> Assignment:
Search the material for the word "that" and report each line where it turns up.

(Source data)

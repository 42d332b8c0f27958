//! Recursive ray evaluation.
//!
//! Phong mode traces a ray to its closest hit, shades it, and follows one
//! reflection ray per reflective surface until the bounce limit. Binary mode
//! only asks whether anything was hit.

use crate::shading::{shade, Color, HIT_COLOR};
use crate::{Ray, RenderConfig, Scene};
use lux_core::RenderMode;
use lux_math::{normalize, reflect, Vec3};

/// Offset of a reflection ray's origin along its direction.
pub const REFLECTION_OFFSET: f32 = 1e-3;

/// Counters collected while tracing.
#[derive(Debug, Clone, Copy, Default, PartialEq, Eq)]
pub struct TraceStats {
    /// Camera rays evaluated
    pub primary_rays: u64,
    /// Reflection rays spawned
    pub reflection_rays: u64,
    /// Shadow rays cast toward lights
    pub shadow_rays: u64,
    /// Ray evaluations that found a primitive
    pub hits: u64,
}

impl TraceStats {
    /// Total rays of every kind.
    pub fn total_rays(&self) -> u64 {
        self.primary_rays + self.reflection_rays + self.shadow_rays
    }
}

/// Compute the color seen by a camera ray in the configured mode.
pub fn ray_color(
    ray: &Ray,
    scene: &Scene,
    eye: Vec3,
    config: &RenderConfig,
    stats: &mut TraceStats,
) -> Color {
    stats.primary_rays += 1;
    match config.mode {
        RenderMode::Binary => trace_binary(ray, scene, stats),
        RenderMode::Phong => trace_ray(ray, scene, eye, 0, config.max_bounces, stats),
    }
}

/// Trace a ray with Blinn-Phong shading and reflections.
///
/// `depth` is 0 for the primary ray. Once it exceeds `max_bounces` the
/// background is returned without looking for a hit, so any chain of mirrors
/// ends after `max_bounces + 1` hits. `eye` is the camera position; the view
/// direction for shading always points back toward it.
///
/// The local shading of the primary hit is clamped to at most 1.0 per
/// channel before blending. Colors returned from deeper bounces are not, so
/// a mirror can still show radiance above 1.0 to the tone mapper.
pub fn trace_ray(
    ray: &Ray,
    scene: &Scene,
    eye: Vec3,
    depth: u32,
    max_bounces: u32,
    stats: &mut TraceStats,
) -> Color {
    if depth > max_bounces {
        return scene.background();
    }

    let Some(hit) = scene.closest_hit(ray) else {
        return scene.background();
    };
    stats.hits += 1;

    let view_dir = normalize(eye - hit.point);
    let mut shaded = shade(hit.point, hit.normal, view_dir, &hit.material, scene, stats);

    // Only the primary hit is clamped; reflected radiance stays unclamped
    if depth == 0 {
        shaded = shaded.min(Color::ONE);
    }

    if !hit.material.is_reflective {
        return shaded;
    }

    let direction = normalize(reflect(ray.direction(), hit.normal));
    let reflection = Ray::new(hit.point + direction * REFLECTION_OFFSET, direction);
    stats.reflection_rays += 1;

    let reflected = trace_ray(&reflection, scene, eye, depth + 1, max_bounces, stats);

    // Linear blend, no Fresnel term
    let r = hit.material.reflectivity;
    (1.0 - r) * shaded + r * reflected
}

/// Silhouette evaluation: [`HIT_COLOR`] if the ray hits anything, else the
/// background. No shading, shadows or reflections.
pub fn trace_binary(ray: &Ray, scene: &Scene, stats: &mut TraceStats) -> Color {
    match scene.closest_hit(ray) {
        Some(_) => {
            stats.hits += 1;
            HIT_COLOR
        }
        None => scene.background(),
    }
}

#[cfg(test)]
mod tests {
    use super::*;
    use crate::{Sphere, Triangle};
    use lux_core::{Light, Material};

    const BACKGROUND: Color = Color::new(0.0, 0.0, 1.0);

    fn mirror() -> Material {
        Material::diffuse(0.5, Color::new(0.5, 0.5, 0.5)).with_reflectivity(1.0)
    }

    /// Two fully reflective spheres facing each other along z, camera at
    /// the origin between them.
    fn mirror_cavity() -> Scene {
        let mut scene = Scene::new(BACKGROUND);
        scene.add(Sphere::new(Vec3::new(0.0, 0.0, -5.0), 1.0, mirror()));
        scene.add(Sphere::new(Vec3::new(0.0, 0.0, 5.0), 1.0, mirror()));
        scene
    }

    fn forward_ray() -> Ray {
        Ray::new(Vec3::ZERO, Vec3::new(0.0, 0.0, -1.0))
    }

    #[test]
    fn test_bounce_limit_counts_hits() {
        let scene = mirror_cavity();

        for max_bounces in [0, 1, 5, 64] {
            let mut stats = TraceStats::default();
            let color = trace_ray(&forward_ray(), &scene, Vec3::ZERO, 0, max_bounces, &mut stats);

            assert_eq!(stats.hits, u64::from(max_bounces) + 1);
            assert_eq!(stats.reflection_rays, u64::from(max_bounces) + 1);
            // Full reflectivity: everything comes from the terminating background
            assert!((color - BACKGROUND).length() < 1e-6, "color = {:?}", color);
        }
    }

    #[test]
    fn test_depth_past_limit_returns_background() {
        let scene = mirror_cavity();
        let mut stats = TraceStats::default();

        let color = trace_ray(&forward_ray(), &scene, Vec3::ZERO, 4, 3, &mut stats);
        assert_eq!(color, BACKGROUND);
        assert_eq!(stats.hits, 0);
    }

    #[test]
    fn test_miss_returns_background() {
        let scene = Scene::new(BACKGROUND);
        let mut stats = TraceStats::default();

        let color = trace_ray(&forward_ray(), &scene, Vec3::ZERO, 0, 4, &mut stats);
        assert_eq!(color, BACKGROUND);
    }

    #[test]
    fn test_reflection_blend() {
        // Half-mirror floor seen from above; the reflection escapes to the sky
        let mut scene = Scene::new(BACKGROUND).with_ambient(0.4);
        let material = Material::diffuse(1.0, Color::new(1.0, 0.0, 0.0)).with_reflectivity(0.5);
        scene.add(Triangle::new(
            Vec3::new(-10.0, -1.0, 10.0),
            Vec3::new(10.0, -1.0, 10.0),
            Vec3::new(0.0, -1.0, -10.0),
            material,
        ));
        let ray = Ray::towards(Vec3::ZERO, Vec3::new(0.0, -1.0, -1.0));
        let mut stats = TraceStats::default();

        let color = trace_ray(&ray, &scene, Vec3::ZERO, 0, 4, &mut stats);

        // Ambient only (no lights): shaded = (0.4, 0, 0)
        let expected = 0.5 * Color::new(0.4, 0.0, 0.0) + 0.5 * BACKGROUND;
        assert!((color - expected).length() < 1e-5, "color = {:?}", color);
        assert_eq!(stats.hits, 1);
        assert_eq!(stats.reflection_rays, 1);
    }

    #[test]
    fn test_primary_shading_is_clamped() {
        // Bright light at the eye: the local color is 0.4 + 5.0 per channel
        let mut scene = Scene::new(Color::ZERO).with_ambient(0.4);
        scene.add(Sphere::new(
            Vec3::new(0.0, 0.0, -5.0),
            1.0,
            Material::diffuse(1.0, Color::ONE),
        ));
        scene.add_light(Light::point(Vec3::ZERO, Color::splat(5.0)));
        let mut stats = TraceStats::default();

        let color = trace_ray(&forward_ray(), &scene, Vec3::ZERO, 0, 4, &mut stats);
        assert_eq!(color, Color::ONE);

        // The same hit seen from a reflection bounce keeps its radiance
        let mut stats = TraceStats::default();
        let deeper = trace_ray(&forward_ray(), &scene, Vec3::ZERO, 1, 4, &mut stats);
        assert!((deeper - Color::splat(5.4)).length() < 1e-4, "deeper = {:?}", deeper);
    }

    #[test]
    fn test_reflection_carries_unclamped_radiance() {
        // A bright matte sphere seen in a perfect mirror keeps its radiance
        let mut scene = Scene::new(Color::ZERO).with_ambient(0.4);
        scene.add(Sphere::new(
            Vec3::new(0.0, 0.0, 5.0),
            1.0,
            Material::diffuse(1.0, Color::ONE),
        ));
        scene.add(Triangle::new(
            Vec3::new(-10.0, -10.0, -5.0),
            Vec3::new(10.0, -10.0, -5.0),
            Vec3::new(0.0, 10.0, -5.0),
            Material::default().with_reflectivity(1.0),
        ));
        scene.add_light(Light::point(Vec3::new(0.0, 0.0, 0.0), Color::splat(4.0)));
        let mut stats = TraceStats::default();

        let color = trace_ray(&forward_ray(), &scene, Vec3::ZERO, 0, 2, &mut stats);
        // Mirror shading is clamped, the reflected sphere is not: 0.4 + 4.0
        assert!((color - Color::splat(4.4)).length() < 1e-4, "color = {:?}", color);
    }

    #[test]
    fn test_binary_mode() {
        let mut scene = Scene::new(BACKGROUND);
        scene.add(Sphere::new(Vec3::new(0.0, 0.0, -5.0), 1.0, mirror()));
        scene.add_light(Light::point(Vec3::new(0.0, 5.0, 0.0), Color::ONE));
        let mut stats = TraceStats::default();

        assert_eq!(trace_binary(&forward_ray(), &scene, &mut stats), HIT_COLOR);

        let away = Ray::new(Vec3::ZERO, Vec3::Y);
        assert_eq!(trace_binary(&away, &scene, &mut stats), BACKGROUND);

        // No shading work in binary mode
        assert_eq!(stats.shadow_rays, 0);
        assert_eq!(stats.reflection_rays, 0);
        assert_eq!(stats.hits, 1);
    }

    #[test]
    fn test_ray_color_dispatch() {
        let scene = mirror_cavity();
        let mut stats = TraceStats::default();

        let binary = RenderConfig {
            mode: RenderMode::Binary,
            max_bounces: 3,
        };
        assert_eq!(ray_color(&forward_ray(), &scene, Vec3::ZERO, &binary, &mut stats), HIT_COLOR);

        let phong = RenderConfig {
            mode: RenderMode::Phong,
            max_bounces: 3,
        };
        let mut stats = TraceStats::default();
        ray_color(&forward_ray(), &scene, Vec3::ZERO, &phong, &mut stats);
        assert_eq!(stats.primary_rays, 1);
        assert_eq!(stats.hits, 4);
        assert_eq!(stats.total_rays(), 1 + 4);
    }
}
//! Two-pass renderer.
//!
//! Pass 1 traces every pixel once, caches the linear color and tracks the
//! largest channel value in the image. Pass 2 tone maps the cached colors
//! against that maximum. Pass 2 cannot start before pass 1 has seen every
//! pixel.

use std::time::Instant;

use crate::tone_mapping::{max_radiance, tone_map_pixels};
use crate::tracer::{ray_color, TraceStats};
use crate::{Camera, Color, Scene};
use lux_core::{RenderMode, SceneDescription, DEFAULT_MAX_BOUNCES};

/// Render configuration.
#[derive(Debug, Clone, Copy, PartialEq, Eq)]
pub struct RenderConfig {
    /// Binary silhouette or Blinn-Phong shading
    pub mode: RenderMode,
    /// Maximum reflection depth (the primary ray is depth 0)
    pub max_bounces: u32,
}

impl Default for RenderConfig {
    fn default() -> Self {
        Self {
            mode: RenderMode::Phong,
            max_bounces: DEFAULT_MAX_BOUNCES,
        }
    }
}

impl RenderConfig {
    /// Take the render settings from a loaded scene.
    pub fn from_description(desc: &SceneDescription) -> Self {
        Self {
            mode: desc.render_mode,
            max_bounces: desc.max_bounces,
        }
    }
}

/// Linear color image in row-major order.
pub struct ImageBuffer {
    pub width: u32,
    pub height: u32,
    pub pixels: Vec<Color>,
}

impl ImageBuffer {
    /// Create a new image buffer filled with black.
    pub fn new(width: u32, height: u32) -> Self {
        Self {
            width,
            height,
            pixels: vec![Color::ZERO; width as usize * height as usize],
        }
    }

    #[inline]
    fn index(&self, x: u32, y: u32) -> usize {
        y as usize * self.width as usize + x as usize
    }

    /// Set the pixel at (x, y).
    pub fn set(&mut self, x: u32, y: u32, color: Color) {
        let i = self.index(x, y);
        self.pixels[i] = color;
    }
}

/// Result of pass 1: cached radiance plus the image-wide maximum.
pub struct RadiancePass {
    pub image: ImageBuffer,
    /// Largest channel value seen, never below 1.0
    pub max_value: f32,
}

/// A finished render.
pub struct RenderOutput {
    pub width: u32,
    pub height: u32,
    /// Row-major RGB8 triples
    pub rgb: Vec<u8>,
    /// Normalization factor used by the tone mapper
    pub max_value: f32,
    pub stats: TraceStats,
}

impl RenderOutput {
    /// RGB triple at (x, y).
    pub fn pixel(&self, x: u32, y: u32) -> [u8; 3] {
        let i = (y as usize * self.width as usize + x as usize) * 3;
        [self.rgb[i], self.rgb[i + 1], self.rgb[i + 2]]
    }
}

/// Evaluate a single pixel.
pub fn render_pixel(
    camera: &Camera,
    scene: &Scene,
    x: u32,
    y: u32,
    config: &RenderConfig,
    stats: &mut TraceStats,
) -> Color {
    let ray = camera.get_ray(x, y);
    ray_color(&ray, scene, camera.position(), config, stats)
}

/// Pass 1: trace every pixel and find the maximum channel value.
pub fn render_radiance(
    camera: &Camera,
    scene: &Scene,
    config: &RenderConfig,
    stats: &mut TraceStats,
) -> RadiancePass {
    let mut image = ImageBuffer::new(camera.image_width, camera.image_height);

    for y in 0..camera.image_height {
        for x in 0..camera.image_width {
            let color = render_pixel(camera, scene, x, y, config, stats);
            image.set(x, y, color);
        }
    }

    let max_value = max_radiance(&image.pixels);
    RadiancePass { image, max_value }
}

/// Pass 2: tone map the cached radiance into RGB8.
pub fn tone_map(pass: &RadiancePass) -> Vec<u8> {
    tone_map_pixels(&pass.image.pixels, pass.max_value)
}

/// Render the entire scene to an RGB8 image.
///
/// Single-threaded: every pixel is finished before the next one starts.
pub fn render(camera: &Camera, scene: &Scene, config: &RenderConfig) -> RenderOutput {
    log::info!(
        "Rendering {}x{} ({:?} mode, max bounces {}, {} primitives, {} lights)",
        camera.image_width,
        camera.image_height,
        config.mode,
        config.max_bounces,
        scene.len(),
        scene.lights().len()
    );

    if scene.is_empty() {
        log::warn!("Scene has no primitives; every pixel is background");
    }

    let mut stats = TraceStats::default();

    let start = Instant::now();
    let pass = render_radiance(camera, scene, config, &mut stats);
    log::info!(
        "Radiance pass finished in {:?}, max radiance {:.4}",
        start.elapsed(),
        pass.max_value
    );

    let start = Instant::now();
    let rgb = tone_map(&pass);
    log::debug!("Tone mapping finished in {:?}", start.elapsed());

    log::info!(
        "Traced {} rays ({} primary, {} reflection, {} shadow), {} hits",
        stats.total_rays(),
        stats.primary_rays,
        stats.reflection_rays,
        stats.shadow_rays,
        stats.hits
    );

    RenderOutput {
        width: pass.image.width,
        height: pass.image.height,
        rgb,
        max_value: pass.max_value,
        stats,
    }
}

/// Build camera, scene and configuration from a description and render it.
pub fn render_description(desc: &SceneDescription) -> RenderOutput {
    let camera = Camera::from_settings(&desc.camera);
    let scene = Scene::from_description(desc);
    let config = RenderConfig::from_description(desc);
    render(&camera, &scene, &config)
}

(End Source data)

> Solution for this exercise:
    /// Ray evaluations that found a primitive
//! against that maximum. Pass 2 cannot start before pass 1 has seen every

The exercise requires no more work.